Problem requirements ::
Output, word for word, the span of lines that starts at the one containing "the binding matcher." and ends at the last line of the records.

(Saved entries)
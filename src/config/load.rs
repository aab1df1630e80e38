//! Loading of `twinpane.toml`.
//!
//! The file is deserialized into [RawConfig] and converted into the [Config] the rest of
//! the program uses. A missing file means defaults; a broken one means defaults plus an
//! error in the log.

use crate::config::{Editor, General, InternalGeneral, Keys};
use crate::error::{Error, Result};

use serde::Deserialize;
use std::{fs, io, path::Path, path::PathBuf};

/// Configuration exactly as written in the toml file.
#[derive(Deserialize, Debug, Default)]
#[serde(default)]
pub struct RawConfig {
    general: General,
    editor: Editor,
    keys: Keys,
}

#[derive(Debug)]
pub struct Config {
    general: InternalGeneral,
    editor: Editor,
    keys: Keys,
}

impl From<RawConfig> for Config {
    fn from(raw: RawConfig) -> Self {
        Self {
            general: InternalGeneral::from(raw.general),
            editor: raw.editor,
            keys: raw.keys,
        }
    }
}

impl Config {
    /// Loads the config from [Config::default_path], falling back to defaults.
    pub fn load() -> Self {
        let path = Self::default_path();
        match Self::load_from(&path) {
            Ok(Some(config)) => {
                tracing::info!(path = %path.display(), "config loaded");
                config
            }
            Ok(None) => {
                tracing::info!(path = %path.display(), "no config file, using defaults");
                Self::default()
            }
            Err(e) => {
                tracing::error!(error = %e, "using default config");
                Self::default()
            }
        }
    }

    /// Reads and parses `path`. A missing file is `Ok(None)`.
    pub fn load_from(path: &Path) -> Result<Option<Self>> {
        let content = match fs::read_to_string(path) {
            Ok(content) => content,
            Err(e) if e.kind() == io::ErrorKind::NotFound => return Ok(None),
            Err(e) => return Err(e.into()),
        };
        let raw = toml::from_str::<RawConfig>(&content).map_err(|source| Error::Config {
            path: path.to_path_buf(),
            source,
        })?;
        Ok(Some(raw.into()))
    }

    #[inline]
    pub fn general(&self) -> &InternalGeneral {
        &self.general
    }

    #[inline]
    pub fn general_mut(&mut self) -> &mut InternalGeneral {
        &mut self.general
    }

    #[inline]
    pub fn editor(&self) -> &Editor {
        &self.editor
    }

    #[inline]
    pub fn keys(&self) -> &Keys {
        &self.keys
    }

    /// `$TWINPANE_CONFIG`, else `$XDG_CONFIG_HOME/twinpane/twinpane.toml` (or the
    /// platform config dir), else `twinpane.toml` in the working directory.
    pub fn default_path() -> PathBuf {
        if let Ok(path) = std::env::var("TWINPANE_CONFIG") {
            return PathBuf::from(path);
        }

        if let Ok(xdg_config) = std::env::var("XDG_CONFIG_HOME") {
            return PathBuf::from(xdg_config).join("twinpane/twinpane.toml");
        }

        if let Some(dir) = dirs::config_dir() {
            return dir.join("twinpane/twinpane.toml");
        }
        PathBuf::from("twinpane.toml")
    }
}

impl Default for Config {
    fn default() -> Self {
        RawConfig::default().into()
    }
}
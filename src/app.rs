//! Application layer of twinpane.
//!
//! [App] is the concrete host of the main loop:
//! - [state]: the [App] struct and its collaborator trait implementations.
//! - [actions]: key dispatch and the commands bound to keys.
//! - [keymap]: parsing of key notation and the binding matcher.
//! - [modes]: the mode stack (normal, command line, menu, prompt).
//! - [pane]: directory panes.
//! - [cmdline]: the `:` command line and its commands.

pub mod actions;
pub mod cmdline;
pub mod keymap;
pub mod modes;
pub mod pane;
pub mod state;

pub use keymap::{Command, Keymap};
pub use modes::{Menu, Mode, Modes, Prompt};
pub use pane::Pane;
pub use state::{App, StatusLine};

Exercise output ::
//! - [keymap]: parsing of key notation and the binding matcher.
//! - [modes]: the mode stack (normal, command line, menu, prompt).
//! - [pane]: directory panes.
//! - [cmdline]: the `:` command line and its commands.

pub mod actions;
pub mod cmdline;
pub mod keymap;
pub mod modes;
pub mod pane;
pub mod state;

pub use keymap::{Command, Keymap};
pub use modes::{Menu, Mode, Modes, Prompt};
pub use pane::Pane;
pub use state::{App, StatusLine};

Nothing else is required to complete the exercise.